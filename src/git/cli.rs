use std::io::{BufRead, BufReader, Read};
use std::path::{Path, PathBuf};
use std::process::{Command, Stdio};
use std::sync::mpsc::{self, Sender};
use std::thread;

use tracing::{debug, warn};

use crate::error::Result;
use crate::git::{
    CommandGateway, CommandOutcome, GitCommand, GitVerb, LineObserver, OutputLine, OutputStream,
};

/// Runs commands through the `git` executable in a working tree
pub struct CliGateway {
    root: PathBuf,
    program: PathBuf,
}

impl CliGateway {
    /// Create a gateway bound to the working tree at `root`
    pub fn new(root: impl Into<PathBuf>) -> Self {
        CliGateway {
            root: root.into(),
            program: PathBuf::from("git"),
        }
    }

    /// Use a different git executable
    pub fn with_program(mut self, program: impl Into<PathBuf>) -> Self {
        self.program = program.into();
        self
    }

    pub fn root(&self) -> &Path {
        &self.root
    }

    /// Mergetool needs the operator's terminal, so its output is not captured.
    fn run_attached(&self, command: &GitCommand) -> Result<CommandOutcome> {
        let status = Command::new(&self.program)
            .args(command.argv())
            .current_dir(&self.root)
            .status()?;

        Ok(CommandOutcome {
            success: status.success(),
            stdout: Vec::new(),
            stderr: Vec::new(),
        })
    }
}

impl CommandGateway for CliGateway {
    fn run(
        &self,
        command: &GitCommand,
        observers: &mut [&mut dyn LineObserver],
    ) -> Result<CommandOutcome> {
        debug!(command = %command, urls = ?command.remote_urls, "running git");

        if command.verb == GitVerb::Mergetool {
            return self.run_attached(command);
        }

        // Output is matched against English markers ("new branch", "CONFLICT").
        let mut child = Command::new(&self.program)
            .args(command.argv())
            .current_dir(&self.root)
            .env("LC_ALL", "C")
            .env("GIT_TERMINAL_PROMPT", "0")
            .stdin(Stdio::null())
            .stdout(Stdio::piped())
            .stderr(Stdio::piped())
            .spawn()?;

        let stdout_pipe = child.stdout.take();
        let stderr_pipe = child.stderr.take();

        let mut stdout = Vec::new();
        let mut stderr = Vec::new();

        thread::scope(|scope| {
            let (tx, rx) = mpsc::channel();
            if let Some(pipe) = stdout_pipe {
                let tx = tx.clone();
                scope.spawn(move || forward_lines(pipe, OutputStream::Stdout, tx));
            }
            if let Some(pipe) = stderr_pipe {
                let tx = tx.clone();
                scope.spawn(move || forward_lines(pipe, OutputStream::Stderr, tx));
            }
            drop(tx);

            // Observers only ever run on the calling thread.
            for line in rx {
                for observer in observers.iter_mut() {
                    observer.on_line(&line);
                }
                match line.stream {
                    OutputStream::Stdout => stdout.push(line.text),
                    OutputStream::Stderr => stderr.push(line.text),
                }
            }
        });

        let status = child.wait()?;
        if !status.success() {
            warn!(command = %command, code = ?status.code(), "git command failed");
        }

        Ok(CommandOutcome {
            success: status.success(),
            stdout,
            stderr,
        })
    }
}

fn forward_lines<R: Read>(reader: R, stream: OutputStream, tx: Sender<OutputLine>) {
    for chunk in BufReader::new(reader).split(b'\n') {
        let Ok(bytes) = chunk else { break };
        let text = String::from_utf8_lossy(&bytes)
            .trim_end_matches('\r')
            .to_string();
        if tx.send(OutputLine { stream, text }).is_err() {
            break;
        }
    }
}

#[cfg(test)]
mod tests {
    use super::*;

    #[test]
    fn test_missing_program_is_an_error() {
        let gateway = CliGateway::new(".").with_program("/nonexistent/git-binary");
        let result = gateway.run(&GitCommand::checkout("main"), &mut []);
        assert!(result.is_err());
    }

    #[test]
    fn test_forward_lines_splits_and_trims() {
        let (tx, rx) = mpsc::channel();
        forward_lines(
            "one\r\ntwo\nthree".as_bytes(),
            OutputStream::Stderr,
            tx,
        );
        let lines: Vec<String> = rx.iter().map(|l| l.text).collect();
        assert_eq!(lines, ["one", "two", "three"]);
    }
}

+--

About this exercise
Where the string "OutputLine" appears in a line of the entries, that line counts; state the total number of such lines and nothing else.

Response
3